He wore black velvet
and powdered hair, knee-breeches and diamond buckles, which are
certainly not American fashions to-day. But they were American
fashions in the last century, and every man wore them who could afford
to, no matter what his origin. Let it be remembered, however, that
Washington also wore the hunting-shirt and fringed leggins of the
backwoodsman, and that it was he who introduced this purely American
dress into the army as a uniform.
His manners likewise were those of the century in which he lived,
formal and stately, and of course colored by his own temperament. His
moral standards were those of a high-minded, honorable man. Are we
ready to say that they were not American? Did they differ in any vital
point from those of Lincoln? His social theories were simple in the
extreme. He neither overvalued nor underrated social conventions, for
he knew that they were a part of the fabric of civilized society, not
vitally important and yet not wholly trivial. He was a member of an
aristocracy, it is true, both by birth and situation.

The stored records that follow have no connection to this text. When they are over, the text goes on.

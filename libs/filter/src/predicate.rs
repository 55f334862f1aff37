//! Per-parameter SQL fragments.
//!
//! Fragments use `?` placeholders; the assembler renumbers them once the
//! final predicate order is known.

use chrono::{DateTime, TimeZone, Utc};

use crate::error::{Error, Result};
use crate::escape::escape_like_pattern;
use crate::params::QueryParam;
use crate::schema::{Column, Field, FieldDescriptor, FieldSchema, JoinSpec, Operator};
use crate::value::{BindValue, Value};

#[derive(Debug, Clone, PartialEq)]
pub struct CompiledPredicate {
    pub field: Field,
    pub operator: Operator,
    pub sql: String,
    pub binds: Vec<BindValue>,
    /// The fragment reads the field's joined table from the outer query.
    pub uses_join: bool,
}

impl CompiledPredicate {
    fn new(param: &QueryParam, sql: String, binds: Vec<BindValue>) -> Self {
        Self {
            field: param.field,
            operator: param.operator,
            sql,
            binds,
            uses_join: true,
        }
    }
}

/// Compiles validated parameters against one captured instant.
#[derive(Debug, Clone, Copy)]
pub struct PredicateCompiler<'a> {
    schema: &'a FieldSchema,
    now: DateTime<Utc>,
}

impl<'a> PredicateCompiler<'a> {
    pub fn new(schema: &'a FieldSchema) -> Self {
        Self::at(schema, Utc::now())
    }

    pub fn at(schema: &'a FieldSchema, now: DateTime<Utc>) -> Self {
        Self { schema, now }
    }

    pub fn now(&self) -> DateTime<Utc> {
        self.now
    }

    pub fn compile(&self, param: &QueryParam) -> Result<CompiledPredicate> {
        let descriptor = self.schema.require(param.field)?;
        let declared = descriptor.operators.get(&param.operator).copied();
        if declared != Some(param.value.value_type()) {
            return Err(Error::InternalInvariantViolation(format!(
                "'{}_{}' reached the compiler with {:?} (declared {:?})",
                param.field,
                param.operator,
                param.value.value_type(),
                declared
            )));
        }

        let col = descriptor.column;
        let predicate = match (param.operator, &param.value) {
            (Operator::Equal, v) => comparison(param, col, "=", v)?,
            (Operator::NotEqual, v) => comparison(param, col, "<>", v)?,
            (Operator::LessThan, v) => comparison(param, col, "<", v)?,
            (Operator::GreaterThan, v) => comparison(param, col, ">", v)?,
            (Operator::Domain, Value::String(s)) => {
                like(param, col, format!("%@{}", escape_like_pattern(s)))
            }
            (Operator::StartsWith, Value::String(s)) => {
                like(param, col, format!("{}%", escape_like_pattern(s)))
            }
            (Operator::Code, Value::String(s)) => {
                like(param, col, format!("%({})%", escape_like_pattern(s)))
            }
            (Operator::IsNull, Value::Boolean(is_null)) => {
                let sql = if *is_null {
                    format!("{col} IS NULL")
                } else {
                    format!("{col} IS NOT NULL")
                };
                CompiledPredicate::new(param, sql, Vec::new())
            }
            (Operator::Any, v) => {
                let binds = list_binds(v);
                CompiledPredicate::new(param, in_list(col, binds.len()), binds)
            }
            (Operator::Contains, v) => {
                let join = fan_out_join(descriptor)?;
                let mut binds = list_binds(v);
                let distinct = distinct_count(&binds);
                // Counted per owner, independent of any outer join on the same table.
                let sql = format!(
                    "{owner} IN (SELECT {key} FROM {table} WHERE {members} \
                     GROUP BY {key} HAVING COUNT(DISTINCT {col}) = ?)",
                    owner = join.on_right,
                    key = join.on_left,
                    table = join.table.name(),
                    members = in_list(col, binds.len()),
                );
                binds.push(BindValue::Integer(distinct));
                let mut predicate = CompiledPredicate::new(param, sql, binds);
                predicate.uses_join = false;
                predicate
            }
            (Operator::Year, Value::Integer(year)) => {
                let (start, end) = year_bounds(param, *year)?;
                CompiledPredicate::new(
                    param,
                    format!("({col} >= ? AND {col} < ?)"),
                    vec![BindValue::Timestamp(start), BindValue::Timestamp(end)],
                )
            }
            (Operator::Now, Value::Boolean(_)) => {
                let end = end_column(descriptor)?;
                CompiledPredicate::new(
                    param,
                    format!("({col} <= ? AND {end} >= ?)"),
                    vec![BindValue::Timestamp(self.now), BindValue::Timestamp(self.now)],
                )
            }
            (op, value) => {
                return Err(Error::InternalInvariantViolation(format!(
                    "operator '{op}' cannot compile {:?}",
                    value.value_type()
                )))
            }
        };
        Ok(predicate)
    }
}

fn comparison(param: &QueryParam, col: Column, op: &str, value: &Value) -> Result<CompiledPredicate> {
    let bind = scalar_bind(value).ok_or_else(|| {
        Error::InternalInvariantViolation(format!(
            "'{}_{}' expects a scalar value",
            param.field, param.operator
        ))
    })?;
    Ok(CompiledPredicate::new(
        param,
        format!("{col} {op} ?"),
        vec![bind],
    ))
}

fn like(param: &QueryParam, col: Column, pattern: String) -> CompiledPredicate {
    CompiledPredicate::new(param, format!("{col} LIKE ?"), vec![BindValue::Text(pattern)])
}

fn scalar_bind(value: &Value) -> Option<BindValue> {
    match value {
        Value::String(s) => Some(BindValue::Text(s.clone())),
        Value::Integer(i) => Some(BindValue::Integer(*i)),
        Value::Timestamp(ts) => Some(BindValue::Timestamp(*ts)),
        Value::Boolean(_) | Value::StringList(_) | Value::IntegerList(_) => None,
    }
}

fn list_binds(value: &Value) -> Vec<BindValue> {
    match value {
        Value::StringList(items) => items.iter().cloned().map(BindValue::Text).collect(),
        Value::IntegerList(items) => items.iter().copied().map(BindValue::Integer).collect(),
        other => scalar_bind(other).into_iter().collect(),
    }
}

fn in_list(col: Column, count: usize) -> String {
    format!("{col} IN ({})", vec!["?"; count].join(", "))
}

fn distinct_count(binds: &[BindValue]) -> i64 {
    let mut seen: Vec<&BindValue> = Vec::with_capacity(binds.len());
    for bind in binds {
        if !seen.contains(&bind) {
            seen.push(bind);
        }
    }
    i64::try_from(seen.len()).unwrap_or(i64::MAX)
}

/// Half-open UTC calendar year `[Jan 1 year, Jan 1 year+1)`.
fn year_bounds(param: &QueryParam, year: i64) -> Result<(DateTime<Utc>, DateTime<Utc>)> {
    let jan_first = |y: i64| {
        i32::try_from(y)
            .ok()
            .and_then(|y| Utc.with_ymd_and_hms(y, 1, 1, 0, 0, 0).single())
    };
    match (jan_first(year), year.checked_add(1).and_then(jan_first)) {
        (Some(start), Some(end)) => Ok((start, end)),
        _ => Err(Error::out_of_range(
            &format!("{}_{}", param.field, param.operator),
            format!("year {year} is not representable"),
        )),
    }
}

fn fan_out_join(descriptor: &FieldDescriptor) -> Result<JoinSpec> {
    descriptor
        .join
        .filter(|join| join.fan_out)
        .ok_or_else(|| {
            Error::InternalInvariantViolation(format!(
                "field '{}' has no one-to-many join for a contains check",
                descriptor.field
            ))
        })
}

fn end_column(descriptor: &FieldDescriptor) -> Result<Column> {
    descriptor.end_column.ok_or_else(|| {
        Error::InternalInvariantViolation(format!(
            "field '{}' has no end column for a range check",
            descriptor.field
        ))
    })
}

There was a
recognized social aristocracy in every colony before the Revolution,
for the drum-beat of the great democratic march had not then sounded.
In the northern colonies it was never strong, and in New England
it was especially weak, for the governments and people there were
essentially democratic, although they hardly recognized it themselves.
In Virginia and the southern colonies, on the other hand, there was a
vigorous aristocracy resting on the permanent foundation of slavery.